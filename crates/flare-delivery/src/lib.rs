//! Event delivery pipeline with failure-aware sending.
//!
//! This crate turns captured events into requests against a remote collector.
//! It owns everything between "an event exists" and "the collector has it":
//! filtering, scrubbing, encoding, authentication and transport, plus the
//! send state that stops the client from hammering a collector that is down.
//!
//! # Architecture
//!
//! A [`Client`] holds an immutable [`Configuration`], one [`Transport`] and a
//! [`SendState`](send_state::SendState). Each send runs the same steps:
//!
//! 1. **Filter** - environment, sampling, should-capture and before-send
//! 2. **Scrub** - mask sensitive values in the wire hash
//! 3. **Gate** - skip the send while the collector is considered down
//! 4. **Encode** - plain JSON or deflate + base64
//! 5. **Dispatch** - async hook, falling back to the transport
//! 6. **Record** - update the send state from the outcome
//!
//! # Key Features
//!
//! - **Never throws on delivery** - transport failures are logged and
//!   returned as [`SendOutcome::Failed`]
//! - **Failure gating** - consecutive failures suppress sending until a
//!   cooldown probe or a success
//! - **Pluggable transports** - `http(s)`, `stdout` and `dummy`, selected by
//!   the DSN scheme
//!
//! # Example
//!
//! ```no_run
//! use flare_core::{EventOptions, Scope};
//! use flare_delivery::{Client, Configuration, DeliveryError};
//!
//! # async fn example() -> std::result::Result<(), DeliveryError> {
//! let config = Configuration::new("https://public@sentry.example.com/42")?;
//! let client = Client::new(config)?;
//!
//! client.capture_message("deploy finished", &Scope::new(), EventOptions::new()).await?;
//! # Ok(())
//! # }
//! ```

pub mod auth;
pub mod client;
pub mod config;
pub mod encoding;
pub mod error;
pub mod scrub;
pub mod send_state;
pub mod transport;

pub use client::{Client, ClientBuilder, SendOutcome};
pub use config::{Configuration, Dsn, Settings};
pub use encoding::Encoding;
pub use error::{DeliveryError, Result};
pub use transport::Transport;

/// Default HTTP request timeout in seconds.
pub const DEFAULT_TIMEOUT_SECONDS: u64 = 2;

/// Default HTTP connect timeout in seconds.
pub const DEFAULT_OPEN_TIMEOUT_SECONDS: u64 = 1;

• **What you will do**:
Write out every line from the records above, word for word.

• **Solution to the exercise**:
filename crates/flare-delivery/src/lib.rs
//! Event delivery pipeline with failure-aware sending.
//!
//! This crate turns captured events into requests against a remote collector.
//! It owns everything between "an event exists" and "the collector has it":
//! filtering, scrubbing, encoding, authentication and transport, plus the
//! send state that stops the client from hammering a collector that is down.
//!
//! # Architecture
//!
//! A [`Client`] holds an immutable [`Configuration`], one [`Transport`] and a
//! [`SendState`](send_state::SendState). Each send runs the same steps:
//!
//! 1. **Filter** - environment, sampling, should-capture and before-send
//! 2. **Scrub** - mask sensitive values in the wire hash
//! 3. **Gate** - skip the send while the collector is considered down
//! 4. **Encode** - plain JSON or deflate + base64
//! 5. **Dispatch** - async hook, falling back to the transport
//! 6. **Record** - update the send state from the outcome
//!
//! # Key Features
//!
//! - **Never throws on delivery** - transport failures are logged and
//!   returned as [`SendOutcome::Failed`]
//! - **Failure gating** - consecutive failures suppress sending until a
//!   cooldown probe or a success
//! - **Pluggable transports** - `http(s)`, `stdout` and `dummy`, selected by
//!   the DSN scheme
//!
//! # Example
//!
//! ```no_run
//! use flare_core::{EventOptions, Scope};
//! use flare_delivery::{Client, Configuration, DeliveryError};
//!
//! # async fn example() -> std::result::Result<(), DeliveryError> {
//! let config = Configuration::new("https://public@sentry.example.com/42")?;
//! let client = Client::new(config)?;
//!
//! client.capture_message("deploy finished", &Scope::new(), EventOptions::new()).await?;
//! # Ok(())
//! # }
//! ```

pub mod auth;
pub mod client;
pub mod config;
pub mod encoding;
pub mod error;
pub mod scrub;
pub mod send_state;
pub mod transport;

pub use client::{Client, ClientBuilder, SendOutcome};
pub use config::{Configuration, Dsn, Settings};
pub use encoding::Encoding;
pub use error::{DeliveryError, Result};
pub use transport::Transport;

/// Default HTTP request timeout in seconds.
pub const DEFAULT_TIMEOUT_SECONDS: u64 = 2;

/// Default HTTP connect timeout in seconds.
pub const DEFAULT_OPEN_TIMEOUT_SECONDS: u64 = 1;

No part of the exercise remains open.